Duas horas depois de ter lamentado as mortes ocorridas em Paraisópolis o governador de São Paulo elogiou a política de segurança pública paulista, durante a solenidade de filiação do ex-ministro Gustavo Bebianno ao PSDB do Rio de Janeiro.

“Não há hipótese de uma comunidade, uma população, uma cidade, um estado ou uma grande região ter paz sem ter segurança. Em São Paulo, isso se faz com seriedade, com planejamento, com estruturação, com inteligência para permitir a ação preventiva do crime, com respeito aos policiais”, disse. “Hoje, São Paulo tem uma polícia preparada, equipada e bem informada.”

As duas versões

A polícia diz que a confusão foi provocada por criminosos, que atiraram contra militares e usaram frequentadores da festa como “escudo humano”. Parentes de vítimas contestaram e falaram em uma “emboscada” da PM.

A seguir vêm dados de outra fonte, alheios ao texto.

//! Pluggable value conversion.
//!
//! A [`ConverterChain`] holds converters in registration order. The first
//! converter that applies to a `(raw, target)` pair wins; when none does,
//! [`convert_elementary`] handles strings, numbers, booleans, and named types
//! with a string constructor.

use std::fmt;
use std::sync::Arc;

use parley_foundation::{Error, Result, Type, Value};

/// Turns raw token text into a typed value.
pub trait Converter: Send + Sync {
    /// Name used in diagnostics.
    fn name(&self) -> &str;

    /// Converts `raw` to `target`, or returns `None` if not applicable.
    fn convert(&self, raw: &str, target: &Type) -> Option<Value>;
}

/// A converter backed by a closure.
pub struct FnConverter<F> {
    name: String,
    func: F,
}

impl<F> FnConverter<F>
where
    F: Fn(&str, &Type) -> Option<Value> + Send + Sync,
{
    /// Creates a named converter from a closure.
    pub fn new(name: impl Into<String>, func: F) -> Self {
        Self {
            name: name.into(),
            func,
        }
    }
}

impl<F> Converter for FnConverter<F>
where
    F: Fn(&str, &Type) -> Option<Value> + Send + Sync,
{
    fn name(&self) -> &str {
        &self.name
    }

    fn convert(&self, raw: &str, target: &Type) -> Option<Value> {
        (self.func)(raw, target)
    }
}

impl<F> fmt::Debug for FnConverter<F> {
    fn fmt(&self, f: &mut fmt::Formatter<'_>) -> fmt::Result {
        f.debug_struct("FnConverter")
            .field("name", &self.name)
            .finish_non_exhaustive()
    }
}

/// Ordered converters plus the elementary fallback.
///
/// Backed by a persistent vector, so cloning a chain is cheap.
#[derive(Clone, Default)]
pub struct ConverterChain {
    converters: im::Vector<Arc<dyn Converter>>,
}

impl ConverterChain {
    /// Creates an empty chain.
    #[must_use]
    pub fn new() -> Self {
        Self::default()
    }

    /// Appends a converter to the end of the chain.
    pub fn add(&mut self, converter: Arc<dyn Converter>) {
        log::debug!("adding converter '{}'", converter.name());
        self.converters.push_back(converter);
    }

    /// Removes a converter by identity.
    ///
    /// Returns `true` if that exact converter was in the chain.
    pub fn remove(&mut self, converter: &Arc<dyn Converter>) -> bool {
        let position = self
            .converters
            .iter()
            .position(|c| std::ptr::addr_eq(Arc::as_ptr(c), Arc::as_ptr(converter)));
        match position {
            Some(index) => {
                self.converters.remove(index);
                log::debug!("removed converter '{}'", converter.name());
                true
            }
            None => false,
        }
    }

    /// Number of registered converters.
    #[must_use]
    pub fn len(&self) -> usize {
        self.converters.len()
    }

    /// Returns true if no converters are registered.
    #[must_use]
    pub fn is_empty(&self) -> bool {
        self.converters.is_empty()
    }

    /// Names of the registered converters, in order.
    pub fn names(&self) -> impl Iterator<Item = &str> {
        self.converters.iter().map(|c| c.name())
    }

    /// Converts raw text to the target type.
    ///
    /// # Errors
    ///
    /// Returns a converter-contract error if the first applicable converter
    /// produces a value `target` does not admit, or a conversion error if
    /// neither a converter nor the elementary fallback can produce a value.
    pub fn convert(&self, raw: &str, target: &Type) -> Result<Value> {
        for converter in &self.converters {
            let Some(value) = converter.convert(raw, target) else {
                continue;
            };
            if !target.admits(&value) {
                log::warn!(
                    "converter '{}' returned {} for target {target}",
                    converter.name(),
                    value.value_type()
                );
                return Err(Error::converter_contract(
                    converter.name(),
                    target.clone(),
                    value.value_type(),
                ));
            }
            log::trace!("converter '{}' converted {raw:?} to {target}", converter.name());
            return Ok(value);
        }
        convert_elementary(raw, target)
    }
}

impl fmt::Debug for ConverterChain {
    fn fmt(&self, f: &mut fmt::Formatter<'_>) -> fmt::Result {
        f.debug_list().entries(self.names()).finish()
    }
}

/// Converts raw text using only the built-in rules.
///
/// # Errors
///
/// Returns a conversion error if the text does not parse as the target
/// type, or if the target has no elementary conversion.
pub fn convert_elementary(raw: &str, target: &Type) -> Result<Value> {
    let because = |reason: String| Error::conversion_because(raw, target.clone(), reason);

    match target {
        Type::Any | Type::String => Ok(Value::from(raw)),
        Type::Int => raw.parse::<i32>().map(Value::Int).map_err(|e| because(e.to_string())),
        Type::Long => raw.parse::<i64>().map(Value::Long).map_err(|e| because(e.to_string())),
        Type::Float => raw.parse::<f32>().map(Value::Float).map_err(|e| because(e.to_string())),
        Type::Double => raw.parse::<f64>().map(Value::Double).map_err(|e| because(e.to_string())),
        Type::Bool => {
            if raw.eq_ignore_ascii_case("true") {
                Ok(Value::Bool(true))
            } else if raw.eq_ignore_ascii_case("false") {
                Ok(Value::Bool(false))
            } else {
                Err(because("expected true or false".to_string()))
            }
        }
        Type::Named(named) => {
            let Some(construct) = named.constructor() else {
                return Err(Error::conversion(raw, target.clone()));
            };
            let value = construct(raw).map_err(|e| because(e.to_string()))?;
            if target.admits(&value) {
                Ok(value)
            } else {
                Err(Error::converter_contract(
                    named.name(),
                    target.clone(),
                    value.value_type(),
                ))
            }
        }
        Type::List(_) => Err(Error::conversion(raw, target.clone())),
    }
}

O ‘Baile da 17’ existe desde o começo dos anos 2000. Segundo moradores ouvidos pela BBC News Brasil, o número 17 é uma referência a um bar de drinks que existia na favela. A festa teria surgido como um pagode em frente a esse boteco, mas, nos intervalos, os frequentadores ouviam funk em carros estacionados na rua.

O baile cresceu e invadiu as madrugadas. Carros com aparelhos de som potentes tocam funk para até 30 mil pessoas espalhadas por vielas que hoje são mais comerciais do que residenciais. A festa costuma ocorrer nas noites de sexta e sábado. Mas podem começar na noite de quinta-feira e se estender até domingo. No dia do massacre, cerca de 5 mil pessoas participavam do baile.

Paraisópolis é a 2ª maior favela de São Paulo e 5ª maior do Brasil. Tem 10 quilômetros quadrados e fica ao lado do Morumbi, bairro nobre na zona oeste de São Paulo.

Estima-se que tenha cerca de 100 mil habitantes e 8 mil estabelecimentos comerciais — a maioria pertence a moradores. O local sofre com pobreza extrema, falta de saneamento básico e atuação do tráfico de drogas.

Moradores afirmam que os policiais chegaram e fecharam duas ruas onde acontecia o baile (as esquinas da Ernest Renan com a Herbert Spencer e Rodolf Lotze), coagindo os frequentadores.

Ainda segundo os moradores, a PM atirou com armas de fogo, além de bombas de gás e balas de borracha, jogaram garrafas, bateram com cassetetes e usaram sprays de pimenta na multidão.